A tendência, que ganha força no TikTok e no Instagram, se manifesta em memes e desabafos como: “Imagina ser CLT a vida toda. Deus me livre!”. A aversão ao regime de trabalho formal, porém, não é novidade — mas se intensifica com uma combinação de insatisfação histórica, precarização laboral e a promessa fácil de sucesso no empreendedorismo digital.

Raízes históricas da rejeição à CLT e a fantasia da liberdade

A insatisfação com o trabalho formal no Brasil tem raízes profundas. A antropóloga Rosana Pinheiro-Machado, que estuda transformações no mundo do trabalho, aponta uma herança da escravidão e a crônica desvalorização do emprego no país. “As pessoas preferem se virar e sentir que são livres a ter um patrão que as humilha”, disse ao g1.

Para a pesquisadora, a juventude, especialmente de baixa renda, cresce vendo o desgaste dos pais e, ao mesmo tempo, sendo bombardeada por influenciadores digitais que propagam a ideia de que trabalhar por conta própria e enriquecer na internet é o caminho mais inteligente — e possível.

Erick Chaves, de 19 anos, conhecido como Kinho no TikTok, viralizou ironizando o regime CLT: “Quem quer pegar trem às seis da manhã pra ir pro Brás, seus adultos irresponsáveis?” Ele diz ganhar entre R$ 3 mil e R$ 5 mil mensais com vídeos e já é inspiração para outros jovens do seu bairro, embora reconheça: “É muito difícil crescer nas redes.”

Estudo

O problema é que poucos conseguem repetir essa trajetória. Um estudo da University College Dublin (UCD) analisou 40 mil contas de pequenos aspirantes a influenciadores. Em quatro meses, apenas 1,4% superaram 5 mil seguidores. “A maioria não cresce. Isso gera frustração e autoculpa”, disse Rosana.

Segundo ela, influenciadores aproveitam essa insatisfação legítima para vender cursos e mentorias – como o “coach” e ex-candidato à Prefeitura de São Paulo, Pablo Marçal -, o que, muitas vezes, reforça ilusões e estimula decisões arriscadas — como a evasão escolar ou a recusa de oportunidades de Jovem Aprendiz.

CLT ainda é desejo — mas precisa melhorar

Apesar da onda de rejeição, a maioria dos trabalhadores ainda valoriza a carteira assinada, mostra uma sondagem do FGV Ibre. Segundo o levantamento, 67,7% dos autônomos entrevistados gostariam de ter vínculo formal e 45% deles atuam por conta própria por necessidade, não por escolha.
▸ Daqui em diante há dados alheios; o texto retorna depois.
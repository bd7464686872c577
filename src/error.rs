use thiserror::Error;

/// Every failure a measurement run can hit. None of these are recovered
/// locally: they abort the round, the sweep, and finally the process.
#[derive(Error, Debug)]
pub enum ChaseError {
    /// Region too small to hold a single slot.
    #[error("region of {size} bytes cannot hold one {slot}-byte slot")]
    InvalidSize { size: usize, slot: usize },

    /// Slot array or index buffer could not be allocated.
    #[error("failed to allocate {slots} slots for a {size}-byte region")]
    Allocation { size: usize, slots: usize },

    /// Worker could not be pinned to its core.
    #[error("cannot pin worker to CPU core {core}: {reason}")]
    AffinityBinding { core: usize, reason: String },

    /// Worker thread panicked before reporting a result.
    #[error("worker on CPU core {core} panicked")]
    WorkerPanicked { core: usize },

    /// Worker thread could not be spawned.
    #[error("failed to spawn worker for CPU core {core}: {source}")]
    Spawn {
        core: usize,
        #[source]
        source: std::io::Error,
    },

    /// A round was requested with zero workers.
    #[error("at least one worker is required")]
    NoWorkers,

    #[error("invalid sweep configuration: {0}")]
    InvalidConfig(String),

    /// Writing the report failed.
    #[error("I/O error: {0}")]
    Io(#[from] std::io::Error),
}

pub type Result<T> = std::result::Result<T, ChaseError>;
//! Domain layer - Core caching models and collaborator contracts

pub mod cache;
pub mod embedding;
pub mod error;
pub mod semantic_cache;
pub mod vector_search;

pub use cache::{CacheKeys, CacheStore, CacheStoreExt, SimilarKey, SimilarityQuery, TextNormalizer};
pub use embedding::{cosine_similarity, similarity_score, EmbeddingProvider};
pub use error::DomainError;
pub use semantic_cache::{EmbeddingCacheEntry, SearchResultCacheEntry, SemanticCacheConfig};
pub use vector_search::{SearchMatch, VectorDocument, VectorSearchService};
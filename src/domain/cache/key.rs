//! Cache key layout and text normalization

use sha2::{Digest, Sha256};

const EMBEDDING_NAMESPACE: &str = "emb";
const SEARCH_NAMESPACE: &str = "search";
const DOCUMENT_INDEX_NAMESPACE: &str = "docidx";
const DOCUMENT_CHANGE_NAMESPACE: &str = "docchg";
const INVALIDATION_EPOCH_KEY: &str = "invepoch";
const DEFAULT_SEARCH_SCOPE: &str = "_";

/// Normalizes input text before hashing so that trivially different inputs
/// share one embedding entry
#[derive(Debug, Clone, Copy)]
pub struct TextNormalizer {
    case_fold: bool,
}

impl Default for TextNormalizer {
    fn default() -> Self {
        Self { case_fold: true }
    }
}

impl TextNormalizer {
    pub fn new(case_fold: bool) -> Self {
        Self { case_fold }
    }

    /// Trims, collapses whitespace runs to a single space and optionally
    /// lowercases. Idempotent.
    pub fn normalize(&self, text: &str) -> String {
        let collapsed = text.split_whitespace().collect::<Vec<_>>().join(" ");

        if self.case_fold {
            collapsed.to_lowercase()
        } else {
            collapsed
        }
    }

    /// Hex-encoded SHA-256 digest of the normalized text
    pub fn hash(&self, text: &str) -> String {
        text_digest(&self.normalize(text))
    }
}

/// Hex-encoded SHA-256 digest of already normalized text
pub fn text_digest(normalized: &str) -> String {
    let mut hasher = Sha256::new();
    hasher.update(normalized.as_bytes());
    hex::encode(hasher.finalize())
}

/// Builds the logical keys used by the cache tiers
///
/// Physical prefixing (per deployment) is the store's concern.
#[derive(Debug, Clone, Default)]
pub struct CacheKeys;

impl CacheKeys {
    /// `emb:<model>:<hash>`
    pub fn embedding(model: &str, text_hash: &str) -> String {
        format!("{}:{}:{}", EMBEDDING_NAMESPACE, model, text_hash)
    }

    /// Prefix shared by every search entry in a namespace
    pub fn search_scope(namespace: Option<&str>) -> String {
        format!(
            "{}:{}:",
            SEARCH_NAMESPACE,
            namespace.unwrap_or(DEFAULT_SEARCH_SCOPE)
        )
    }

    /// `search:<namespace or _>:<entry id>`
    pub fn search_entry(namespace: Option<&str>, entry_id: &str) -> String {
        format!("{}{}", Self::search_scope(namespace), entry_id)
    }

    /// `docidx:<document id>` - reverse index from document to search entries
    pub fn document_index(document_id: &str) -> String {
        format!("{}:{}", DOCUMENT_INDEX_NAMESPACE, document_id)
    }

    /// `docchg:<document id>` - invalidation epoch of the document's last change
    pub fn document_change(document_id: &str) -> String {
        format!("{}:{}", DOCUMENT_CHANGE_NAMESPACE, document_id)
    }

    /// Counter bumped by every document invalidation
    pub fn invalidation_epoch() -> String {
        INVALIDATION_EPOCH_KEY.to_string()
    }
}

#[cfg(test)]
mod tests {
    use super::*;

    #[test]
    fn test_normalize_trims_and_collapses() {
        let normalizer = TextNormalizer::default();
        assert_eq!(normalizer.normalize("  Hello \t  World\n"), "hello world");
    }

    #[test]
    fn test_normalize_is_idempotent() {
        let normalizer = TextNormalizer::default();
        let once = normalizer.normalize("  Mixed   CASE\ttext ");
        assert_eq!(normalizer.normalize(&once), once);
    }

    #[test]
    fn test_normalize_without_case_fold() {
        let normalizer = TextNormalizer::new(false);
        assert_eq!(normalizer.normalize(" Hello  World "), "Hello World");
    }

    #[test]
    fn test_hash_is_stable() {
        let normalizer = TextNormalizer::default();

        // SHA-256("hello world")
        assert_eq!(
            normalizer.hash("Hello World"),
            "b94d27b9934d3e08a52e52d7da7dabfac484efe37a5380ee9088f7ace2efcde9"
        );
    }

    #[test]
    fn test_distinct_texts_hash_differently() {
        let normalizer = TextNormalizer::default();
        assert_ne!(normalizer.hash("hello world"), normalizer.hash("hello worlds"));
    }

    #[test]
    fn test_key_layout() {
        assert_eq!(CacheKeys::embedding("m", "abc"), "emb:m:abc");
        assert_eq!(CacheKeys::search_entry(None, "id1"), "search:_:id1");
        assert_eq!(
            CacheKeys::search_entry(Some("blogs"), "id1"),
            "search:blogs:id1"
        );
        assert!(CacheKeys::search_entry(Some("blogs"), "x")
            .starts_with(&CacheKeys::search_scope(Some("blogs"))));
        assert_eq!(CacheKeys::document_index("d1"), "docidx:d1");
        assert_eq!(CacheKeys::document_change("d1"), "docchg:d1");
        assert_ne!(CacheKeys::invalidation_epoch(), CacheKeys::document_change("epoch"));
    }
}
impl CacheOrchestrator {
    pub fn new(
        store: Arc<dyn CacheStore>,
        embedding_provider: Arc<dyn EmbeddingProvider>,
        vector_search: Arc<dyn VectorSearchService>,
        model: impl Into<String>,
        config: &SemanticCacheConfig,
    ) -> Self {
        let coordinator =
            InvalidationCoordinator::new(store.clone()).with_marker_ttl(config.search_ttl());

        Self {
            embedding_cache: EmbeddingCache::with_config(store.clone(), model, config),
            search_cache: SearchResultCache::with_config(store, coordinator.clone(), config),
            coordinator,
            embedding_provider,
            vector_search,
            default_namespace: None,
            upsert_batch_size: DEFAULT_UPSERT_BATCH_SIZE,
        }
    }

    /// Expected embedding dimensionality; cached vectors of another length
    /// are discarded
    pub fn with_dimensions(mut self, dimensions: usize) -> Self {
        self.embedding_cache = self.embedding_cache.with_dimensions(dimensions);
        self
    }

    /// Namespace used when a call does not name one
    pub fn with_default_namespace(mut self, namespace: impl Into<String>) -> Self {
        let namespace = namespace.into();
        self.default_namespace = (!namespace.is_empty()).then_some(namespace);
        self
    }

    pub fn with_upsert_batch_size(mut self, size: usize) -> Self {
        self.upsert_batch_size = size.max(1);
        self
    }

    pub fn embedding_cache(&self) -> &EmbeddingCache {
        &self.embedding_cache
    }

    pub fn search_cache(&self) -> &SearchResultCache {
        &self.search_cache
    }

    /// Embeds `text` and returns the `top_k` nearest documents in the
    /// default namespace
    pub async fn embed_and_search(
        &self,
        text: &str,
        top_k: usize,
    ) -> Result<SearchOutcome, DomainError> {
        self.embed_and_search_in(text, top_k, None).await
    }

    #[instrument(skip(self, text), fields(namespace = ?namespace))]
    pub async fn embed_and_search_in(
        &self,
        text: &str,
        top_k: usize,
        namespace: Option<&str>,
    ) -> Result<SearchOutcome, DomainError> {
        if text.trim().is_empty() {
            return Err(DomainError::validation("query text must not be empty"));
        }

        if top_k == 0 {
            return Err(DomainError::validation("top_k must be greater than zero"));
        }

        let namespace = self.resolve_namespace(namespace);

        let vector = self
            .embedding_cache
            .get_or_compute(text, |text| {
                timed(
                    self.embedding_provider.provider_name(),
                    self.embedding_provider.embed(text),
                )
            })
            .await?;

        let search = self
            .search_cache
            .get_or_compute_in(
                namespace,
                &vector,
                top_k,
                |vector, top_k| {
                    timed(
                        self.vector_search.service_name(),
                        self.vector_search.search(vector, top_k, namespace),
                    )
                },
                None,
            )
            .await?;

        Ok(SearchOutcome {
            namespace: namespace.map(str::to_string),
            matches: search.matches,
            source: search.source,
        })
    }

    /// Embeds and upserts one document, then evicts every cached search
    /// that contains it before returning
    #[instrument(skip(self, document), fields(document_id = %document.id))]
    pub async fn ingest_and_invalidate(
        &self,
        document: IngestDocument,
    ) -> Result<MutationReport, DomainError> {
        validate_document(&document)?;

        let vector = self
            .embedding_cache
            .get_or_compute(&document.text, |text| {
                timed(
                    self.embedding_provider.provider_name(),
                    self.embedding_provider.embed(text),
                )
            })
            .await?;

        let namespace = self.resolve_namespace(document.namespace.as_deref());
        let ids = vec![document.id.clone()];
        let payload = VectorDocument::new(document.id, vector).with_metadata(document.metadata);

        let upserted = timed(
            self.vector_search.service_name(),
            self.vector_search.upsert(std::slice::from_ref(&payload), namespace),
        )
        .await?;

        Ok(MutationReport {
            documents: upserted,
            invalidation: self.invalidate_after_mutation(&ids).await,
        })
    }

    /// Batch form of [`ingest_and_invalidate`](Self::ingest_and_invalidate).
    /// Embeddings are computed in one provider call for the uncached texts;
    /// upserts are chunked per namespace.
    #[instrument(skip_all, fields(count = documents.len()))]
    pub async fn ingest_batch_and_invalidate(
        &self,
        documents: Vec<IngestDocument>,
    ) -> Result<MutationReport, DomainError> {
        if documents.is_empty() {
            return Ok(MutationReport {
                documents: 0,
                invalidation: Some(InvalidationReport::default()),
            });
        }

        for document in &documents {
            validate_document(document)?;
        }

        let texts: Vec<String> = documents.iter().map(|d| d.text.clone()).collect();
        let vectors = self
            .embedding_cache
            .get_many_or_compute(&texts, |missing| async move {
                timed(
                    self.embedding_provider.provider_name(),
                    self.embedding_provider.embed_batch(&missing),
                )
                .await
            })
            .await?;

        let ids: Vec<String> = documents.iter().map(|d| d.id.clone()).collect();

        let mut by_namespace: BTreeMap<Option<String>, Vec<VectorDocument>> = BTreeMap::new();
        for (document, vector) in documents.into_iter().zip(vectors) {
            let namespace = self
                .resolve_namespace(document.namespace.as_deref())
                .map(str::to_string);

            by_namespace
                .entry(namespace)
                .or_default()
                .push(VectorDocument::new(document.id, vector).with_metadata(document.metadata));
        }

        let mut upserted = 0;
        for (namespace, payloads) in &by_namespace {
            for chunk in payloads.chunks(self.upsert_batch_size) {
                upserted += timed(
                    self.vector_search.service_name(),
                    self.vector_search.upsert(chunk, namespace.as_deref()),
                )
                .await?;
            }
        }

        info!(upserted, "Ingested documents");

        Ok(MutationReport {
            documents: upserted,
            invalidation: self.invalidate_after_mutation(&ids).await,
        })
    }

    /// Removes documents from the index, then evicts cached searches that
    /// contain them
    #[instrument(skip(self, ids), fields(count = ids.len()))]
    pub async fn delete_and_invalidate(
        &self,
        ids: &[String],
        namespace: Option<&str>,
    ) -> Result<MutationReport, DomainError> {
        if ids.is_empty() {
            return Ok(MutationReport {
                documents: 0,
                invalidation: Some(InvalidationReport::default()),
            });
        }

        let namespace = self.resolve_namespace(namespace);

        timed(
            self.vector_search.service_name(),
            self.vector_search.delete(ids, namespace),
        )
        .await?;

        Ok(MutationReport {
            documents: ids.len(),
            invalidation: self.invalidate_after_mutation(ids).await,
        })
    }

    /// Evicts cached searches for documents changed outside this process.
    /// Unlike the mutating entry points, cache failures are returned.
    pub async fn invalidate(&self, ids: &[String]) -> Result<InvalidationReport, DomainError> {
        let report = self.coordinator.on_batch_changed(ids).await?;
        record_invalidation(report.entries_evicted);
        Ok(report)
    }

    async fn invalidate_after_mutation(&self, ids: &[String]) -> Option<InvalidationReport> {
        match self.invalidate(ids).await {
            Ok(report) => Some(report),
            Err(e) => {
                warn!(
                    "Cache invalidation failed; cached searches may be stale until they expire: {}",
                    e
                );
                None
            }
        }
    }

    fn resolve_namespace<'a>(&'a self, namespace: Option<&'a str>) -> Option<&'a str> {
        namespace
            .filter(|ns| !ns.is_empty())
            .or(self.default_namespace.as_deref())
    }
}
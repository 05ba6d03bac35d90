use clap::Parser;
use semantic_search_cache::cli::{self, Cli, Command};

#[tokio::main]
async fn main() -> anyhow::Result<()> {
    let cli = Cli::parse();

    match cli.command {
        Command::Search(args) => cli::search::run(args).await,
        Command::Ingest(args) => cli::ingest::run(args).await,
        Command::Invalidate(args) => cli::invalidate::run(args).await,
        Command::Delete(args) => cli::invalidate::run_delete(args).await,
    }
}
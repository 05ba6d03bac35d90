//! Embedding provider implementations

mod openai;

pub use openai::{
    model_dimensions, OpenAiEmbeddingProvider, DEFAULT_EMBEDDING_MODEL, DEFAULT_OPENAI_BASE_URL,
};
Para a designer Fernanda Smaniotto Netto, de Porto Alegre (RS), o modelo CLT oferece benefícios que fazem falta na vida do autônomo. “Para ser PJ, tem que ganhar quase o dobro para compensar. Plano de saúde, vale-alimentação e estabilidade pesam muito.”

Essa realidade desmonta o mito de que todos que abandonam a CLT prosperam como empreendedores. Como resume o economista Rodolpho Tobler, do FGV Ibre: “Não é algo tão espontâneo quanto parece.”

Um pacto social pela valorização do trabalho

Antes da CLT, não havia jornada de trabalho, salário garantido em caso de doença ou proteção contra o trabalho infantil. A legislação trabalhista foi criada para dar um mínimo de segurança em um país marcado por desigualdade extrema, lembra o historiador Paulo Fontes, da UFRJ (Universidade Federal do Rio de Janeiro).

Ele vê com preocupação os apelos por flexibilização. “Isso tem criado um mundo de trabalho muito mais precarizado. E parte dessa precarização vem com ideologias que culpam a CLT por problemas que são do sistema capitalista.”

Para ele e para Rosana, o debate deveria ser sobre como melhorar a CLT — e não eliminá-la. “Temos que mostrar que estudar, trabalhar e se qualificar vale a pena. Isso é o que os países mais desenvolvidos fazem. Mas estamos indo no sentido oposto”, alertou Rosana.